===== Given information =====

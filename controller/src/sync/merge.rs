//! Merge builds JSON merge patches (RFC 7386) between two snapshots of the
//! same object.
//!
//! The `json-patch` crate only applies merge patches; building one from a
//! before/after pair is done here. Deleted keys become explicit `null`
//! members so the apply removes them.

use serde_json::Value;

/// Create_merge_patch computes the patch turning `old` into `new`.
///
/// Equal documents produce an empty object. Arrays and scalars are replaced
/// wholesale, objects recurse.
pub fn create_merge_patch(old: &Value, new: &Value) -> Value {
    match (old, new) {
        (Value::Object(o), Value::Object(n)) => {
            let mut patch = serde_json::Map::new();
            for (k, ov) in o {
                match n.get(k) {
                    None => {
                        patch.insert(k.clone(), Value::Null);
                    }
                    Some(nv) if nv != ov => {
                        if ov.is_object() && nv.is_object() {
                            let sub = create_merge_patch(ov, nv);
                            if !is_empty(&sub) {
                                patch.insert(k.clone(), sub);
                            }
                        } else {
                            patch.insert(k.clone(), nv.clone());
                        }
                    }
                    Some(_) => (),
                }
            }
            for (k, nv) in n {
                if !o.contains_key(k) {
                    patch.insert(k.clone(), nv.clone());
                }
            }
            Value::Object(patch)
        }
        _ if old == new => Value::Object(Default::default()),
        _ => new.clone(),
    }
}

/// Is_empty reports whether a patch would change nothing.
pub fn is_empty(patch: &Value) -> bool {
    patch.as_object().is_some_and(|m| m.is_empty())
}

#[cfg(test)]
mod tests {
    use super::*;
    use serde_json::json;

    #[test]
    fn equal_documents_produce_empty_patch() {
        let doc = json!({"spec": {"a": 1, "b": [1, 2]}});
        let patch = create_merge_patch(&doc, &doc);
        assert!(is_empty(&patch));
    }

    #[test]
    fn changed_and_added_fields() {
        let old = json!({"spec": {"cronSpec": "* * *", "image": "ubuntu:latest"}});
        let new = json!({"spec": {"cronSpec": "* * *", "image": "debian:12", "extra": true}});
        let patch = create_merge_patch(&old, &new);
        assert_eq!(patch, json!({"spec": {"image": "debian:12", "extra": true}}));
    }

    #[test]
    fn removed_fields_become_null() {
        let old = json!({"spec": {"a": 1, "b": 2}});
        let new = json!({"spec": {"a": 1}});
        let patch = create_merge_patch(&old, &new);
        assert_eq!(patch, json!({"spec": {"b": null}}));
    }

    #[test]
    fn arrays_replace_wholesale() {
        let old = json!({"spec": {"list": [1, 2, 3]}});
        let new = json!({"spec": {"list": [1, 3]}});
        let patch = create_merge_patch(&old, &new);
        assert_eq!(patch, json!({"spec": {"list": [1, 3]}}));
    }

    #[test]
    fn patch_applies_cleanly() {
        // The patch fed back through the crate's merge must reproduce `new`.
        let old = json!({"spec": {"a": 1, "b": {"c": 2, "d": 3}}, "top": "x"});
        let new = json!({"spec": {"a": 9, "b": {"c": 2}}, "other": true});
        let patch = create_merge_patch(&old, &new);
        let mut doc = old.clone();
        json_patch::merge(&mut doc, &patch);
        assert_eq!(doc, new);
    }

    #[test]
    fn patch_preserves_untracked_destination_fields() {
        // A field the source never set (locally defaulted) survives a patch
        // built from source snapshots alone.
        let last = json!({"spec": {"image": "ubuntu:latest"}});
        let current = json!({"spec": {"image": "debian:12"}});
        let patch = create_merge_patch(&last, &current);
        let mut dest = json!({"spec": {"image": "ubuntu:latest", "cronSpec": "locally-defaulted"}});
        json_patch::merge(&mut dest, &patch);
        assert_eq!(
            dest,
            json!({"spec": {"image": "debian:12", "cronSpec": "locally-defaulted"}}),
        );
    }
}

=====
===== Given information =====

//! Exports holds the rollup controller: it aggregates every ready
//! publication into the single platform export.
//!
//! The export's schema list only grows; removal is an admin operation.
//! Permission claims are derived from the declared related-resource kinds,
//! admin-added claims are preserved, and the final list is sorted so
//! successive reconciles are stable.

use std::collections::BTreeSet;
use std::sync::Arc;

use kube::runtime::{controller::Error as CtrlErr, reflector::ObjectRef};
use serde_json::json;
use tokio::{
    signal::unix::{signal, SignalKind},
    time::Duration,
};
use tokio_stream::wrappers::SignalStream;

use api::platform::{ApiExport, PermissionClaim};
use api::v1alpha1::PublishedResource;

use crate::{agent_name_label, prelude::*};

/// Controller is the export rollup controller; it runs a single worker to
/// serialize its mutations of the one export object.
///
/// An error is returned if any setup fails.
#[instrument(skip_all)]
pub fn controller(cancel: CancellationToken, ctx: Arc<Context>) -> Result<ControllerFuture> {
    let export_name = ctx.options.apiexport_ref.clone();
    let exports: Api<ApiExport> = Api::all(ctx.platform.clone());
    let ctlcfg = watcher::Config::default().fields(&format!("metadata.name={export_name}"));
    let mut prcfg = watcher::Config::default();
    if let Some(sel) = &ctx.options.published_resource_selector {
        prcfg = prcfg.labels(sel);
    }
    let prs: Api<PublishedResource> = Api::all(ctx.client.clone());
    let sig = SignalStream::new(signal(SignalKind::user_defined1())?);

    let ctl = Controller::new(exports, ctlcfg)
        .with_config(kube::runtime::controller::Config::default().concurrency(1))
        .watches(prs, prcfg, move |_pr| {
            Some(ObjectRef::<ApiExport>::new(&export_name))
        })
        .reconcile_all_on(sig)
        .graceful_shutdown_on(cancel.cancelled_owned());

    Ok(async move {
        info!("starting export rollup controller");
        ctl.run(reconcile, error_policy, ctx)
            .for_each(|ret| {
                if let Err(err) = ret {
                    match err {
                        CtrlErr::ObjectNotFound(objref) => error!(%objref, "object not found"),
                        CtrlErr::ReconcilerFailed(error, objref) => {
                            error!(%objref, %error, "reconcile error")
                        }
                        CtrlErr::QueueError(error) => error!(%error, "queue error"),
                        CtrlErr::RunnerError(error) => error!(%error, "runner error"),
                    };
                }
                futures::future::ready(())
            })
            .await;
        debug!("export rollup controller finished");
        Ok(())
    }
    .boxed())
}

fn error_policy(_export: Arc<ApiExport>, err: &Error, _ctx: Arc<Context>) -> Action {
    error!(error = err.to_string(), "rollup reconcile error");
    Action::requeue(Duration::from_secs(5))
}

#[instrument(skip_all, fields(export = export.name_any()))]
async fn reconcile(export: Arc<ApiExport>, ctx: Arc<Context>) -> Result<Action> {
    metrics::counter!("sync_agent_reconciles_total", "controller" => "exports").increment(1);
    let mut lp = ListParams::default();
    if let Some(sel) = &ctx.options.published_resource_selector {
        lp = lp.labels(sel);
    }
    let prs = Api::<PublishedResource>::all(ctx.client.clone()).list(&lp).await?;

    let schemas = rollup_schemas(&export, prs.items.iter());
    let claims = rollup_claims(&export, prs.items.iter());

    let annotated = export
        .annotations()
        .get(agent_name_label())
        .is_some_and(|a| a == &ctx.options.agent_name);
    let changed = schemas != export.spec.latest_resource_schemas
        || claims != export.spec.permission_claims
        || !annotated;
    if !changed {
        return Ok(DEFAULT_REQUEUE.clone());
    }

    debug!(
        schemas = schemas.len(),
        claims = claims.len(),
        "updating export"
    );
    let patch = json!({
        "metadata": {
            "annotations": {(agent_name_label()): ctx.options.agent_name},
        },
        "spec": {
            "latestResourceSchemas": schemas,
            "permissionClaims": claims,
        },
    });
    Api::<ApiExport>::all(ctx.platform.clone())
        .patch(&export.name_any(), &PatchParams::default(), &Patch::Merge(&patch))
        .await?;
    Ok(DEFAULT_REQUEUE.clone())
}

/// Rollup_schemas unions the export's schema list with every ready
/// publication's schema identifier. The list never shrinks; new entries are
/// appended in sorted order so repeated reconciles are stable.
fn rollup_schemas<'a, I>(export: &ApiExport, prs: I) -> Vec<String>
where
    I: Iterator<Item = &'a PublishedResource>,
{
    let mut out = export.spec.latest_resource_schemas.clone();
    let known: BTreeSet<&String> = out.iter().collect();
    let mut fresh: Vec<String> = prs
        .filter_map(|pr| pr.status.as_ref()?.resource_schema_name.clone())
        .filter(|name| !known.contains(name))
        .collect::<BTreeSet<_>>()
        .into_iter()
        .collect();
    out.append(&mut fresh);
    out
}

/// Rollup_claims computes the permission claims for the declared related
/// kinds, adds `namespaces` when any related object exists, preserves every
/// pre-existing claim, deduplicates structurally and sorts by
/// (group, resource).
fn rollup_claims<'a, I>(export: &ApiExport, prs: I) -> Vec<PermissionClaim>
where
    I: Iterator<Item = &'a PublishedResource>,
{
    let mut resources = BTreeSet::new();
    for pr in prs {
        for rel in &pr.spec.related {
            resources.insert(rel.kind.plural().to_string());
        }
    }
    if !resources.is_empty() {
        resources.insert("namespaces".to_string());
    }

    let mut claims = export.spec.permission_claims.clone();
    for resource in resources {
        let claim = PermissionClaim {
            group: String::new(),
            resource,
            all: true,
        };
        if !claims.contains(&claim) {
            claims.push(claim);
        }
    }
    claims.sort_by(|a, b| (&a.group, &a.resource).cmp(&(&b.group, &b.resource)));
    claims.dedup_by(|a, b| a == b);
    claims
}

=====

About this task :: From the data above, output exactly the lines between the one containing "filename controller/src/sync/merge.rs" and the one containing "let patch = create_merge_patch(&doc, &doc);", counting both of them.

Task output ::
filename controller/src/sync/merge.rs
//! Merge builds JSON merge patches (RFC 7386) between two snapshots of the
//! same object.
//!
//! The `json-patch` crate only applies merge patches; building one from a
//! before/after pair is done here. Deleted keys become explicit `null`
//! members so the apply removes them.

use serde_json::Value;

/// Create_merge_patch computes the patch turning `old` into `new`.
///
/// Equal documents produce an empty object. Arrays and scalars are replaced
/// wholesale, objects recurse.
pub fn create_merge_patch(old: &Value, new: &Value) -> Value {
    match (old, new) {
        (Value::Object(o), Value::Object(n)) => {
            let mut patch = serde_json::Map::new();
            for (k, ov) in o {
                match n.get(k) {
                    None => {
                        patch.insert(k.clone(), Value::Null);
                    }
                    Some(nv) if nv != ov => {
                        if ov.is_object() && nv.is_object() {
                            let sub = create_merge_patch(ov, nv);
                            if !is_empty(&sub) {
                                patch.insert(k.clone(), sub);
                            }
                        } else {
                            patch.insert(k.clone(), nv.clone());
                        }
                    }
                    Some(_) => (),
                }
            }
            for (k, nv) in n {
                if !o.contains_key(k) {
                    patch.insert(k.clone(), nv.clone());
                }
            }
            Value::Object(patch)
        }
        _ if old == new => Value::Object(Default::default()),
        _ => new.clone(),
    }
}

/// Is_empty reports whether a patch would change nothing.
pub fn is_empty(patch: &Value) -> bool {
    patch.as_object().is_some_and(|m| m.is_empty())
}

#[cfg(test)]
mod tests {
    use super::*;
    use serde_json::json;

    #[test]
    fn equal_documents_produce_empty_patch() {
        let doc = json!({"spec": {"a": 1, "b": [1, 2]}});
        let patch = create_merge_patch(&doc, &doc);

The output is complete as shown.